***** AVAILABLE RECORDS
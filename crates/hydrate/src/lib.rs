//! # elif-hydrate: Result-set hydration for elif.rs
//!
//! Turns the flat, denormalized rows of a join query back into an object
//! graph: a root collection of records, each carrying its one-to-one related
//! records and its to-many collections.
//!
//! Columns are expected to be named `<tableAlias>__<field>`; the table alias
//! map resolves physical aliases to component aliases and the alias map
//! describes how components hang together.

pub mod aggregate;
pub mod alias_map;
pub mod backends;
pub mod config;
pub mod descriptor;
pub mod error;
pub mod hydrator;
pub mod inheritance;
pub mod parser;
pub mod query;
pub mod record;
pub mod row;
pub mod value;

// Re-export core traits and types
pub use aggregate::*;
pub use alias_map::*;
pub use backends::*;
pub use config::*;
pub use descriptor::*;
pub use error::*;
pub use hydrator::*;
pub use inheritance::*;
pub use parser::*;
pub use query::*;
pub use record::*;
pub use row::*;
pub use value::*;
//! Hydrator - folds flat join rows into an object graph
//!
//! Rows are consumed one at a time. For every component alias the hydrator
//! remembers the last raw sub-row (to recognise join fan-out duplicates) and
//! the current record or collection (to find the parent of the next child).
//! Nothing is pooled by primary key: identity is "the most recent distinct
//! sub-row for this alias".

use std::collections::HashMap;

use tracing::{debug, trace, warn};

use crate::aggregate::{AggregateMapper, AggregateSpec};
use crate::alias_map::{AliasEntry, AliasMap, Relation, TableAliasMap};
use crate::backends::Cursor;
use crate::config::HydrationConfig;
use crate::error::{HydrateError, HydrateResult};
use crate::parser::ResultRowParser;
use crate::record::{Collection, Record};
use crate::row::{ParsedRow, SubRow};

/// The last known graph node for an alias
#[derive(Debug, Clone)]
enum Current {
    Record(Record),
    Collection(Collection),
}

impl Current {
    /// The record children of this alias attach to
    fn as_parent(&self) -> Option<Record> {
        match self {
            Current::Record(record) => Some(record.clone()),
            Current::Collection(collection) => collection.last(),
        }
    }
}

/// Counters for one hydration run
#[derive(Debug, Clone, Copy, Default, PartialEq, Eq)]
pub struct HydrationStats {
    pub rows: usize,
    pub records: usize,
    pub duplicates: usize,
    pub orphans: usize,
}

struct HydrationState {
    root: Collection,
    current: HashMap<String, Current>,
    last_sub_row: HashMap<String, SubRow>,
    /// Last record instantiated per alias, possibly from an earlier row
    last_record: HashMap<String, Record>,
    stats: HydrationStats,
}

/// Builds the object graph of one result set
#[derive(Debug, Clone)]
pub struct Hydrator<'a> {
    alias_map: &'a AliasMap,
    table_aliases: &'a TableAliasMap,
    aggregates: Option<&'a AggregateSpec>,
    config: HydrationConfig,
}

impl<'a> Hydrator<'a> {
    pub fn new(alias_map: &'a AliasMap, table_aliases: &'a TableAliasMap) -> Self {
        Self {
            alias_map,
            table_aliases,
            aggregates: None,
            config: HydrationConfig::default(),
        }
    }

    pub fn with_aggregates(mut self, aggregates: &'a AggregateSpec) -> Self {
        self.aggregates = Some(aggregates);
        self
    }

    pub fn with_config(mut self, config: HydrationConfig) -> Self {
        self.config = config;
        self
    }

    /// Consume `cursor` and return the root collection
    ///
    /// The cursor is closed exactly once, whether hydration succeeds or not.
    /// An empty alias map fails before the cursor is touched.
    pub fn hydrate<C>(&self, cursor: &mut C) -> HydrateResult<Collection>
    where
        C: Cursor + ?Sized,
    {
        self.hydrate_with_stats(cursor).map(|(root, _)| root)
    }

    pub fn hydrate_with_stats<C>(&self, cursor: &mut C) -> HydrateResult<(Collection, HydrationStats)>
    where
        C: Cursor + ?Sized,
    {
        if self.alias_map.is_empty() {
            return Err(HydrateError::EmptyAliasMap);
        }

        let result = self
            .alias_map
            .validate()
            .and_then(|_| self.consume(cursor));
        let closed = cursor.close();

        let (root, stats) = match result {
            Ok(done) => done,
            Err(err) => {
                if let Err(close_err) = closed {
                    warn!("Failed to close cursor after hydration error: {}", close_err);
                }
                return Err(err);
            }
        };
        closed?;

        debug!(
            "Hydrated {} rows into {} root records ({} records, {} duplicate sub-rows, {} orphans)",
            stats.rows,
            root.len(),
            stats.records,
            stats.duplicates,
            stats.orphans
        );
        Ok((root, stats))
    }

    fn consume<C>(&self, cursor: &mut C) -> HydrateResult<(Collection, HydrationStats)>
    where
        C: Cursor + ?Sized,
    {
        let root_entry = self.alias_map.root().ok_or(HydrateError::EmptyAliasMap)?;
        let parser = ResultRowParser::new(self.config.key_separator.clone());

        let root = Collection::new(root_entry.table.name());
        let mut state = HydrationState {
            root: root.clone(),
            current: HashMap::new(),
            last_sub_row: HashMap::new(),
            last_record: HashMap::new(),
            stats: HydrationStats::default(),
        };
        state
            .current
            .insert(root_entry.alias.clone(), Current::Collection(root));

        debug!("Hydrating result set for root alias '{}'", root_entry.alias);

        while let Some(row) = cursor.next_row()? {
            let parsed = parser.parse(&row);
            self.hydrate_row(&parsed, &mut state)?;
            state.stats.rows += 1;
        }

        Ok((state.root, state.stats))
    }

    fn hydrate_row(&self, parsed: &ParsedRow, state: &mut HydrationState) -> HydrateResult<()> {
        let mut by_alias: HashMap<&str, (&str, &SubRow)> = HashMap::new();
        let mut row_aggregates = None;

        for (table_alias, sub_row) in parsed.iter() {
            if table_alias.is_empty() && self.table_aliases.resolve(table_alias).is_none() {
                row_aggregates = Some(sub_row);
                continue;
            }
            if sub_row.is_empty() {
                continue;
            }
            // the target component must be part of this query's alias map
            let alias = self
                .table_aliases
                .resolve(table_alias)
                .filter(|alias| self.alias_map.get(alias).is_some())
                .ok_or_else(|| HydrateError::UnknownTableAlias(table_alias.to_string()))?;
            if let Some((other, _)) = by_alias.insert(alias, (table_alias, sub_row)) {
                return Err(HydrateError::InvalidAliasMap(format!(
                    "table aliases '{}' and '{}' both resolve to '{}'",
                    other, table_alias, alias
                )));
            }
        }

        for entry in self.alias_map.iter() {
            let fresh = match by_alias.get(entry.alias.as_str()) {
                Some((_, sub_row)) => self.hydrate_alias(entry, sub_row, state),
                None => None,
            };

            if entry.is_root() {
                if let Some(sub_row) = row_aggregates {
                    self.map_aggregates(entry, fresh.as_ref(), sub_row, state);
                }
            }
        }

        Ok(())
    }

    /// Process one alias of one row; returns the record instantiated from it
    fn hydrate_alias(&self, entry: &AliasEntry, sub_row: &SubRow, state: &mut HydrationState) -> Option<Record> {
        let alias = entry.alias.as_str();

        if state.last_sub_row.get(alias) == Some(sub_row) {
            trace!("Skipping duplicate sub-row for alias '{}'", alias);
            state.stats.duplicates += 1;
            return None;
        }

        let fresh = if entry.table.identifier().is_identifiable(sub_row) {
            let record = entry.table.create_record(sub_row);
            state.last_record.insert(alias.to_string(), record.clone());
            state.stats.records += 1;
            Some(record)
        } else {
            trace!("Sub-row for alias '{}' is not identifiable", alias);
            None
        };

        self.map_aggregates(entry, fresh.as_ref(), sub_row, state);

        match (&entry.parent, &entry.relation) {
            (None, _) => {
                if let Some(record) = &fresh {
                    state.root.add(record.clone());
                    if self.config.reset_on_new_root {
                        state.last_sub_row.clear();
                    }
                }
            }
            (Some(parent_alias), Some(relation)) => {
                self.attach(entry, parent_alias, relation, fresh.as_ref(), state);
            }
            (Some(_), None) => {
                warn!("Alias '{}' has a parent but no relation, not attached", alias);
            }
        }

        state.last_sub_row.insert(alias.to_string(), sub_row.clone());
        fresh
    }

    fn attach(
        &self,
        entry: &AliasEntry,
        parent_alias: &str,
        relation: &Relation,
        fresh: Option<&Record>,
        state: &mut HydrationState,
    ) {
        let alias = entry.alias.as_str();
        let Some(parent) = state.current.get(parent_alias).and_then(Current::as_parent) else {
            debug!(
                "No '{}' record to attach '{}' to, sub-row skipped",
                parent_alias, alias
            );
            state.stats.orphans += 1;
            return;
        };

        if relation.is_one_to_one() {
            let Some(record) = fresh else {
                return;
            };
            parent.set(relation.alias_name.as_str(), record.clone());
            state
                .current
                .insert(alias.to_string(), Current::Record(record.clone()));
            return;
        }

        let collection = match parent.collection(&relation.alias_name) {
            Some(existing) => existing,
            None => {
                let collection = Collection::new(entry.table.name());
                collection.set_reference(&parent, relation.clone());
                collection
            }
        };

        if let Some(record) = fresh {
            collection.add(record.clone());
        }
        parent.set(relation.alias_name.as_str(), collection.clone());
        state
            .current
            .insert(alias.to_string(), Current::Collection(collection));
    }

    fn map_aggregates(&self, entry: &AliasEntry, fresh: Option<&Record>, sub_row: &SubRow, state: &HydrationState) {
        let Some(spec) = self.aggregates else {
            return;
        };
        let mapper = AggregateMapper::new(spec, self.config.aggregate_policy);
        let target = fresh.or_else(|| state.last_record.get(&entry.alias));
        mapper.apply(target, fresh.is_some(), &entry.alias, sub_row, entry.table.as_ref());
    }
}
**********
> [WORK INSTRUCTION]: Across the entries above, find the lines with the string "ParsedRow" and copy them.

> [REPLY]:
use crate::row::{ParsedRow, SubRow};
    fn hydrate_row(&self, parsed: &ParsedRow, state: &mut HydrationState) -> HydrateResult<()> {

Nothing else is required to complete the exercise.